**** SUPPLIED RECORDS

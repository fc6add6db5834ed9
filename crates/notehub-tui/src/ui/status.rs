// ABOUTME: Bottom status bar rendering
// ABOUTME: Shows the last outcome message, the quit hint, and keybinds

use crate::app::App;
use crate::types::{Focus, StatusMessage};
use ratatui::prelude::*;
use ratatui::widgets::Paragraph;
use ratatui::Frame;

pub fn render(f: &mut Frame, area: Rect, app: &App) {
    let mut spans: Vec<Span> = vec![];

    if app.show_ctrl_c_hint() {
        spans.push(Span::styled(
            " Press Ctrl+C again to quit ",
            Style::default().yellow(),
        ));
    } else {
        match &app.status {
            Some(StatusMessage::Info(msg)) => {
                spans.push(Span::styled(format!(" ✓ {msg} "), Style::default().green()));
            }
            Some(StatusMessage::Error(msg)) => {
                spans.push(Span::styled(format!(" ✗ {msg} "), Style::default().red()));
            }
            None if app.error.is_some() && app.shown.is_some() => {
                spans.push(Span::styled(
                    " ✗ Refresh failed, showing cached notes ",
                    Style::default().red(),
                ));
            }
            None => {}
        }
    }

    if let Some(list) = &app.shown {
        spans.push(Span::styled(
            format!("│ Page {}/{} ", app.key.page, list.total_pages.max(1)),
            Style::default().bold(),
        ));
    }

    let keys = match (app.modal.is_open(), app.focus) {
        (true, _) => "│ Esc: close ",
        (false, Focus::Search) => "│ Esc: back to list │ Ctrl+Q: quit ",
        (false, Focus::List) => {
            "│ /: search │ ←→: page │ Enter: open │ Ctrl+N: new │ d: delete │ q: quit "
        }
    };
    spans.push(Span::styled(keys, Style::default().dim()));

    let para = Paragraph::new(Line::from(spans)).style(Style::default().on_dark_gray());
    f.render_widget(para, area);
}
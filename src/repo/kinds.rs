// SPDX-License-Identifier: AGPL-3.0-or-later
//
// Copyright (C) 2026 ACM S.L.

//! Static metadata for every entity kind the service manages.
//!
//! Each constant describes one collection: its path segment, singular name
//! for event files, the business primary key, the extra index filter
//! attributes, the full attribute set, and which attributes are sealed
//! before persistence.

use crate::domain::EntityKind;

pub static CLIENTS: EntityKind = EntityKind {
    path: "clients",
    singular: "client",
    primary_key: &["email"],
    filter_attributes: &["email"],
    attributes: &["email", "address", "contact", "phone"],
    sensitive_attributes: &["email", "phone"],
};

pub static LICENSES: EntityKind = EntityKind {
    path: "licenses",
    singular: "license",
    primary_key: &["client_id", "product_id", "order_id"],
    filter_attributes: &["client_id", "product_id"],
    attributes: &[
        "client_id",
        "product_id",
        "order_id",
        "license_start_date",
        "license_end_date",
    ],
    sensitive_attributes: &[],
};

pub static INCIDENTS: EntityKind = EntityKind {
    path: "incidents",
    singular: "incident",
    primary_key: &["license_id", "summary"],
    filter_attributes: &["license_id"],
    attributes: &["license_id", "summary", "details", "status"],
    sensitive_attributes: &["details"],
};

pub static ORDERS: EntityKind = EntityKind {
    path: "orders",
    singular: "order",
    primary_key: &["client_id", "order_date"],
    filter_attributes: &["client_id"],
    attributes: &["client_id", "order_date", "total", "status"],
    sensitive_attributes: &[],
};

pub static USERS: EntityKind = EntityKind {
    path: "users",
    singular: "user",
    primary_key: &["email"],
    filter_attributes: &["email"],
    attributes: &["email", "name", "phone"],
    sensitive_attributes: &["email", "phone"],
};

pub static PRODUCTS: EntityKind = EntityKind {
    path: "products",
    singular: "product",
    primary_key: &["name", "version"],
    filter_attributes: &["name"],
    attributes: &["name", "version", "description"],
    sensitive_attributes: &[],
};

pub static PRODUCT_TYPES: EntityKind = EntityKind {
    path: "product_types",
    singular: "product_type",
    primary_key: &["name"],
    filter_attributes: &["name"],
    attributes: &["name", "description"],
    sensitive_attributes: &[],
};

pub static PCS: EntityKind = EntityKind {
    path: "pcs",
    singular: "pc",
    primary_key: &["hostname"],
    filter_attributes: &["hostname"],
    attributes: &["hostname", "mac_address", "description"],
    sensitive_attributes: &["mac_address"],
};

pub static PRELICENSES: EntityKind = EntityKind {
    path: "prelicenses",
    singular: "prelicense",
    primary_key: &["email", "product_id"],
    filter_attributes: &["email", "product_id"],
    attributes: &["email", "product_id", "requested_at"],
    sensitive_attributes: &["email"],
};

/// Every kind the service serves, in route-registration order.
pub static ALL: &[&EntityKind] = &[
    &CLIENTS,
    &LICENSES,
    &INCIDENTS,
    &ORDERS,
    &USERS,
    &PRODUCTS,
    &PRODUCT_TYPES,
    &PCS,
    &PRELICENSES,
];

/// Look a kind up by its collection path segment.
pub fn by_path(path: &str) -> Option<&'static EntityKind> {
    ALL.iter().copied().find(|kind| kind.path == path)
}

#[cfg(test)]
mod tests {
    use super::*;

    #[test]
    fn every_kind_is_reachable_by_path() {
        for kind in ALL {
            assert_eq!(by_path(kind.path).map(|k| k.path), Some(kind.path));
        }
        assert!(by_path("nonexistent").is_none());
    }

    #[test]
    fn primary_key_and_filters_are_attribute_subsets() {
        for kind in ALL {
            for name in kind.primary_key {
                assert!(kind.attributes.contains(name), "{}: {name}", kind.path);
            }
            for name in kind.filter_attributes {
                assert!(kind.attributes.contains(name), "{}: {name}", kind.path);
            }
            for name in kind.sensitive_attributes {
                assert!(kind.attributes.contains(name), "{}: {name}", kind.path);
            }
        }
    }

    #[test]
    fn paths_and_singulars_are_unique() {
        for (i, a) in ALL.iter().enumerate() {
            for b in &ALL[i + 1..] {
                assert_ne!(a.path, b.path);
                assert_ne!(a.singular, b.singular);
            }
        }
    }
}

********

» ACTIVITY: Among the lines above, find those with the string "ABOUTME" and copy them.

» RESPONSE TO THE EXERCISE:
// ABOUTME: Bottom status bar rendering
// ABOUTME: Shows the last outcome message, the quit hint, and keybinds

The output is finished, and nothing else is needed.